Required is the seven above. Strongly recommended (you'd regret omitting these): inventory list, utilities arrangement, custom clauses like no-smoking or no-pets, a repair threshold so small fixes go to the tenant, governing law (Singapore), and dispute resolution. Nice to have, but not load-bearing: aircon servicing schedule, internet inclusion, parking, CCTV disclosure, key handover process. The required seven keep the agreement enforceable. The recommended ones prevent fights. The nice-to-haves are polish.

Should I use NRIC, FIN, or passport number for the tenant?

Whichever ID document the tenant currently holds. Singaporean and PR tenants: NRIC. Employment Pass / S Pass / Work Permit / Student Pass holders: FIN (the number on their work pass card, not their passport). Tourists or short-stay foreigners (rare for renewals): passport number plus pass type and expiry. Use the same ID type they used in the original tenancy unless their status has changed (e.g., went from EP to PR). Don't mix — pick one consistent ID per party.

Do I need witnesses to sign the renewal?

No. Singapore tenancy agreements don't legally require a witness signature. The contract is binding on both parties once signed and stamped, regardless of whether a third person watched. Some templates still include witness signature lines because they're copy-pasted from old UK forms. You can leave them blank or remove them — neither affects validity. What matters is signature from both landlord and tenant, and IRAS stamping within 14 days.

What does IRAS stamp duty actually require the document to contain?

For e-stamping via mytax.iras.gov.sg, IRAS needs: full names + IDs of both parties, property address, lease start and end dates, rent amount, and any other consideration (e.g., advance rent or premium). The system asks for these explicitly during e-stamping. If your renewal agreement is missing any of them, you'll have to pull data from somewhere else to fill the form — which means your agreement isn't doing its job. The seven required sections above cover everything IRAS asks for.

Is an addendum valid without re-signing the original tenancy?

Yes, if it's properly drafted. An addendum extends or modifies an existing tenancy and references the original by date and parties. Both sides sign the addendum (not the original again), and you stamp the addendum with IRAS. The original stays in force, with the addendum overriding any clauses it explicitly changes. The trap: addendums layered on addendums get messy fast. After two amendments to the same lease, just issue a fresh tenancy — cleaner stamping, no ambiguity about which clause supersedes which.

Are electronic signatures (DocuSign, etc.) valid for tenancy renewals in Singapore?

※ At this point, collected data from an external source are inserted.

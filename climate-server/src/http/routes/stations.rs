//! Station listing

use std::sync::Arc;

use axum::{extract::State, routing::get, Json, Router};

use super::API_PREFIX;
use crate::db::repos::StationRepo;
use crate::http::error::ApiError;
use crate::http::server::AppState;
use crate::models::StationList;

/// GET /api/v1.0/stations - distinct station names
async fn stations(State(state): State<Arc<AppState>>) -> Result<Json<StationList>, ApiError> {
    let stations = StationRepo::new(&state.pool).distinct_names().await?;
    tracing::debug!(count = stations.len(), "serving stations");

    Ok(Json(StationList { stations }))
}

/// Station routes
pub fn router() -> Router<Arc<AppState>> {
    Router::new().route(&format!("{API_PREFIX}/stations"), get(stations))
}
//! HTTP server command for the climate API
//!
//! Opens the dataset read-only, checks its tables, then serves until
//! Ctrl+C/SIGTERM.

use std::net::SocketAddr;
use std::path::PathBuf;
use std::time::Duration;

use anyhow::{Context, Result};
use clap::Parser;

use climate_server::db::{create_pool, verify_schema};
use climate_server::http::{run_server, ServerConfig};

/// Arguments for the serve command
#[derive(Parser, Debug)]
pub struct ServeArgs {
    /// Address to bind to
    #[arg(long, short = 'b', env = "CLIMATE_BIND", default_value = "127.0.0.1:5000")]
    pub bind: SocketAddr,

    /// Path to the SQLite dataset (must already exist)
    #[arg(
        long,
        short = 'd',
        env = "CLIMATE_DATABASE",
        default_value = "Resources/hawaii.sqlite"
    )]
    pub database: PathBuf,

    /// Allow permissive CORS (all origins) - use with caution
    #[arg(long)]
    pub cors_permissive: bool,

    /// Request timeout in seconds
    #[arg(long, default_value_t = 30)]
    pub timeout: u64,

    /// Enable debug logging
    #[arg(long)]
    pub debug: bool,
}

impl ServeArgs {
    fn server_config(&self) -> ServerConfig {
        ServerConfig {
            bind_addr: self.bind,
            cors_permissive: self.cors_permissive,
            request_timeout: Duration::from_secs(self.timeout),
        }
    }
}

/// Run the HTTP server
pub async fn run_serve(args: ServeArgs) -> Result<()> {
    tracing::info!(database = %args.database.display(), "Opening dataset");

    let pool = create_pool(&args.database)
        .await
        .with_context(|| format!("Failed to open database {}", args.database.display()))?;

    verify_schema(&pool)
        .await
        .context("Database is missing the climate tables")?;

    let config = args.server_config();
    tracing::info!("Starting climate API on http://{}", config.bind_addr);

    // Run server (blocks until shutdown)
    run_server(pool, config).await.context("Server error")?;

    Ok(())
}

Yes. Under Singapore's Electronic Transactions Act (ETA), e-signatures are legally equivalent to wet-ink signatures for tenancy agreements. Common platforms — DocuSign, Adobe Sign, HelloSign, even a clear scanned PDF with both parties' signatures emailed back and forth — all qualify. IRAS accepts e-signed documents for stamping. The only contracts the ETA excludes (wills, negotiable instruments, real estate sale deeds) don't include tenancies, so you're fine. Save the signed PDF, stamp it, done.

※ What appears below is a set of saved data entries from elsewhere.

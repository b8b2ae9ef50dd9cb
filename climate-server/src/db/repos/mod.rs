//! Repository implementations for database access
//!
//! Each repository borrows the shared pool and issues read-only queries.
//! Date bounds are bound as canonical ISO strings so SQLite's string
//! comparison is chronological.

pub mod measurements;
pub mod stations;

pub use measurements::MeasurementRepo;
pub use stations::StationRepo;

/// Database error type
#[derive(Debug, thiserror::Error)]
pub enum DbError {
    #[error("database error: {0}")]
    Sqlx(#[from] sqlx::Error),

    #[error("no rows in {table}")]
    NoData { table: &'static str },

    #[error("required table '{table}' is missing")]
    MissingTable { table: &'static str },

    #[error("stored date '{value}' is not YYYY-MM-DD")]
    InvalidStoredDate { value: String },
}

What happens if a required section is missing or incomplete?

Depends which one. Missing rent amount or term dates: the agreement may be unenforceable as a fixed-term lease, defaulting to a periodic tenancy under common law (terminable on short notice, weak protection for both sides). Missing party IDs: you can't e-stamp it, and you'll have problems if you ever need to enforce it in court. Missing security deposit clause: the deposit isn't legally tied to specific damages, so refund disputes get murky. Always run through the seven required sections before signing. If something's missing, fix the document, don't sign and hope.